This week in the rainforest



Tue 22 Mar 

This week in the rainforest

By Hans van Veluwen


Cyclone Ului was a timely reminder that living in Paradise does come at a price. We have to learn to live with the potential of cyclones and be prepared for them during our Monsoon season.

Statistically only one out of every ten low depressions that form in this part of the world turns into a cyclone that crosses the land to do any damage to man made structures. Most turn into rain depressions which revitalise the forests, farms, fill our reservoirs and flush our river systems.  

      
A lot of our cane farmers pray for these type of rains as very few irrigate their crops so they are solely dependant on these low pressure systems to bring the rains that see their crops through. Cyclones are an integral part of the rainforest ecology. Cyclones have been been crossing our rainforests for hundreds of thousands of years. Our tropical rainforest have evolved with those regular Cyclones. Cyclones stimulate regrowth, cull out the older trees, make space for younger vegetation and most importantly dump a lot of shredded vegetable matter to the forest floor which breaks down to form the nutrients for the forests and downstream marine habitats. So, Cyclones are to rainforest as fire is to bush, stimulates regrowth and keeps the forests healthy.

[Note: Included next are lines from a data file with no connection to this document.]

use anyhow::{Context, Result};
use serde::{Deserialize, Serialize};

use crate::parsers::CurrencyFormatter;

/// Settings file looked up in the working directory (extension optional).
pub const CONFIG_FILE: &str = "carju";
pub const ENV_PREFIX: &str = "CARJU";

#[derive(Debug, Clone, Default, Serialize, Deserialize)]
#[serde(default)]
pub struct Config {
    pub sheet: SheetConfig,
    pub site: SiteConfig,
    pub contact: ContactConfig,
    pub slider: SliderConfig,
    pub grid: GridConfig,
    pub http: HttpConfig,
    pub currency: CurrencyConfig,
    pub sections: PageSections,
    pub default_language: LanguageDefault,
}

/// Public spreadsheet proxy, one URL per named table: `{base_url}/{id}/{table}`.
#[derive(Debug, Clone, Serialize, Deserialize)]
#[serde(default)]
pub struct SheetConfig {
    pub base_url: String,
    /// Empty disables the remote tier.
    pub id: String,
    pub catalog_table: String,
    pub delivery_table: String,
    pub fees_table: String,
}

impl Default for SheetConfig {
    fn default() -> Self {
        Self {
            base_url: "https://opensheet.elk.sh".to_string(),
            id: String::new(),
            catalog_table: "Cars".to_string(),
            delivery_table: "Deliveries".to_string(),
            fees_table: "Fees".to_string(),
        }
    }
}

#[derive(Debug, Clone, Serialize, Deserialize)]
#[serde(default)]
pub struct SiteConfig {
    pub name: String,
    pub base_url: String,
    /// Local JSON document, relative to `base_url`.
    pub local_data_path: String,
    pub output_path: String,
    pub preferences_db: String,
}

impl Default for SiteConfig {
    fn default() -> Self {
        Self {
            name: "CARJU Auto".to_string(),
            base_url: "http://localhost:8080/".to_string(),
            local_data_path: "data.json".to_string(),
            output_path: "index.html".to_string(),
            preferences_db: "carju_site.db".to_string(),
        }
    }
}

#[derive(Debug, Clone, Serialize, Deserialize)]
#[serde(default)]
pub struct ContactConfig {
    pub whatsapp: String,
    pub tiktok: String,
    pub email: String,
}

impl Default for ContactConfig {
    fn default() -> Self {
        Self {
            whatsapp: "+81 80 4790 9663".to_string(),
            tiktok: "https://www.tiktok.com/@carju-auto".to_string(),
            email: "sales@carju-auto.com".to_string(),
        }
    }
}

#[derive(Debug, Clone, Serialize, Deserialize)]
#[serde(default)]
pub struct SliderConfig {
    pub interval_ms: u64,
    pub exit_delay_ms: u64,
    pub enter_duration_ms: u64,
    pub swipe_threshold_px: f64,
}

impl Default for SliderConfig {
    fn default() -> Self {
        Self {
            interval_ms: 6000,
            exit_delay_ms: 200,
            enter_duration_ms: 520,
            swipe_threshold_px: 40.0,
        }
    }
}

#[derive(Debug, Clone, Serialize, Deserialize)]
#[serde(default)]
pub struct GridConfig {
    pub card_count: usize,
}

impl Default for GridConfig {
    fn default() -> Self {
        Self { card_count: 6 }
    }
}

#[derive(Debug, Clone, Serialize, Deserialize)]
#[serde(default)]
pub struct HttpConfig {
    pub user_agent: String,
    pub timeout_secs: u64,
    pub max_retries: u32,
}

impl Default for HttpConfig {
    fn default() -> Self {
        Self {
            user_agent: "Mozilla/5.0 (Windows NT 10.0; Win64; x64) AppleWebKit/537.36 (KHTML, like Gecko) Chrome/108.0.0.0 Safari/537.36".to_string(),
            timeout_secs: 25,
            max_retries: 1,
        }
    }
}

#[derive(Debug, Clone, Serialize, Deserialize)]
#[serde(default)]
pub struct CurrencyConfig {
    pub symbol: String,
}

impl Default for CurrencyConfig {
    fn default() -> Self {
        Self {
            symbol: "$".to_string(),
        }
    }
}

impl CurrencyConfig {
    pub fn formatter(&self) -> CurrencyFormatter {
        CurrencyFormatter::new(self.symbol.clone())
    }
}

/// Which mount points the page has. A disabled section is simply left out.
#[derive(Debug, Clone, Serialize, Deserialize)]
#[serde(default)]
pub struct PageSections {
    pub cars_slider: bool,
    pub deliveries_slider: bool,
    pub catalog_grid: bool,
    pub fees_table: bool,
    pub promo_banner: bool,
    pub callback_form: bool,
}

impl Default for PageSections {
    fn default() -> Self {
        Self {
            cars_slider: true,
            deliveries_slider: true,
            catalog_grid: true,
            fees_table: true,
            promo_banner: true,
            callback_form: true,
        }
    }
}

#[derive(Debug, Clone, Serialize, Deserialize)]
#[serde(transparent)]
pub struct LanguageDefault(pub String);

impl Default for LanguageDefault {
    fn default() -> Self {
        Self("en".to_string())
    }
}

impl Config {
    /// Defaults, then `carju.{toml,json,yaml}` if present, then `CARJU_*` variables
    /// (nested keys joined by `__`, e.g. `CARJU_SHEET__ID`).
    pub fn load() -> Result<Self> {
        let settings = config::Config::builder()
            .add_source(config::File::with_name(CONFIG_FILE).required(false))
            .add_source(
                config::Environment::with_prefix(ENV_PREFIX)
                    .prefix_separator("_")
                    .separator("__"),
            )
            .build()
            .context("Failed to read configuration sources")?;

        settings
            .try_deserialize()
            .context("Failed to parse configuration")
    }

    pub fn local_data_url(&self) -> Result<url::Url, url::ParseError> {
        url::Url::parse(&self.site.base_url)?.join(&self.site.local_data_path)
    }
}

#[cfg(test)]
mod tests {
    use super::*;

    #[test]
    fn test_defaults() {
        let config = Config::default();
        assert_eq!(config.slider.interval_ms, 6000);
        assert_eq!(config.grid.card_count, 6);
        assert_eq!(config.default_language.0, "en");
        assert!(config.sheet.id.is_empty());
        assert_eq!(
            config.local_data_url().unwrap().as_str(),
            "http://localhost:8080/data.json"
        );
    }

    #[test]
    fn test_partial_file_keeps_defaults() {
        let config: Config = serde_json::from_str(r#"{"sheet": {"id": "abc"}, "grid": {}}"#).unwrap();
        assert_eq!(config.sheet.id, "abc");
        assert_eq!(config.sheet.catalog_table, "Cars");
        assert_eq!(config.grid.card_count, 6);
    }
}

You can't think of Tropical rainforest and conjure up a picture in your mind of any one type of forest. That's what makes our tropical rainforest's so complex and special,  they are actually made up of a series of micro environments. Every pocket of rainforest you drive through or past in North Queensland is actually at a point of regeneration since the last cyclone that came through it to stimulate new growth. Here in our area that is roughly ten years now since cyclone Rona, category two, and further south towards Innisfail it was Cyclone Larry only five years ago last Saturday, category five. A drive through the rainforests there and the regrowth that has occurred is phenomenal.


As you go up in altitude in our rainforests you will lose certain plant species but gain new ones.  One side of a hill can be exposed to drying winds and the other side of the same hill may be sheltered from  those very same winds so  you will find different types of vegetation growing on them. Soil types, precipitation changes from one area to another . These are all factors that help to determine what forest types that grow there.

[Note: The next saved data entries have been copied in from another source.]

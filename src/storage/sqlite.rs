use async_trait::async_trait;
use anyhow::{anyhow, Context, Result};
use rusqlite::{params, Connection, OptionalExtension};
use std::sync::{Arc, Mutex, MutexGuard};
use tracing::{debug, info};

use crate::storage::PreferenceStore;

pub struct SqlitePreferences {
    conn: Arc<Mutex<Connection>>,
}

impl SqlitePreferences {
    pub async fn new(db_path: &str) -> Result<Self> {
        let conn = Connection::open(db_path)
            .context("Failed to open SQLite database")?;

        Ok(Self {
            conn: Arc::new(Mutex::new(conn)),
        })
    }

    pub fn in_memory() -> Result<Self> {
        let conn = Connection::open_in_memory()
            .context("Failed to open in-memory SQLite database")?;

        Ok(Self {
            conn: Arc::new(Mutex::new(conn)),
        })
    }

    fn lock(&self) -> Result<MutexGuard<'_, Connection>> {
        self.conn
            .lock()
            .map_err(|_| anyhow!("Preference database lock poisoned"))
    }
}

#[async_trait]
impl PreferenceStore for SqlitePreferences {
    async fn migrate(&self) -> Result<()> {
        let conn = self.lock()?;

        conn.execute(
            "CREATE TABLE IF NOT EXISTS preferences (
                key TEXT PRIMARY KEY NOT NULL,
                value TEXT NOT NULL,
                updated_at DATETIME DEFAULT CURRENT_TIMESTAMP
            )",
            [],
        )?;

        info!("Preference store migration completed");
        Ok(())
    }

    async fn get(&self, key: &str) -> Result<Option<String>> {
        let conn = self.lock()?;

        let value: Option<String> = conn
            .query_row(
                "SELECT value FROM preferences WHERE key = ?1",
                params![key],
                |row| row.get(0),
            )
            .optional()?;

        Ok(value)
    }

    async fn set(&self, key: &str, value: &str) -> Result<()> {
        let conn = self.lock()?;

        conn.execute(
            "INSERT INTO preferences (key, value) VALUES (?1, ?2)
             ON CONFLICT(key) DO UPDATE SET value = excluded.value, updated_at = CURRENT_TIMESTAMP",
            params![key, value],
        )?;

        debug!("Stored preference {} = {}", key, value);
        Ok(())
    }
}

#[cfg(test)]
mod tests {
    use super::*;
    use crate::storage::LANG_KEY;

    #[tokio::test]
    async fn test_get_set_round_trip() {
        let store = SqlitePreferences::in_memory().unwrap();
        store.migrate().await.unwrap();

        assert_eq!(store.get(LANG_KEY).await.unwrap(), None);
        store.set(LANG_KEY, "ja").await.unwrap();
        store.set(LANG_KEY, "en").await.unwrap();
        assert_eq!(store.get(LANG_KEY).await.unwrap().as_deref(), Some("en"));
    }

    #[test]
    fn test_unmigrated_store_reports_errors() {
        let store = SqlitePreferences::in_memory().unwrap();
        assert!(tokio_test::block_on(store.get(LANG_KEY)).is_err());
        assert!(tokio_test::block_on(store.set(LANG_KEY, "en")).is_err());
    }

    #[tokio::test]
    async fn test_survives_reopen() {
        let dir = tempfile::tempdir().unwrap();
        let path = dir.path().join("prefs.db");
        let path = path.to_str().unwrap();

        {
            let store = SqlitePreferences::new(path).await.unwrap();
            store.migrate().await.unwrap();
            store.set(LANG_KEY, "sw").await.unwrap();
        }

        let store = SqlitePreferences::new(path).await.unwrap();
        store.migrate().await.unwrap();
        assert_eq!(store.get(LANG_KEY).await.unwrap().as_deref(), Some("sw"));
    }
}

After the forests are stimulated the first growth to return will be pioneer species of plants, usually soft, short lived and with large leaves. The stinging bush ( Dendrocide moroides ) is one such plant, this weeks photo shows one growing amongst stimulated rainforest, protecting tender rainforest seedlings from direct sun with it's large leaves that have stinging hairs to deter herbivorous animals from grazing on or near that all important regenerating rainforest.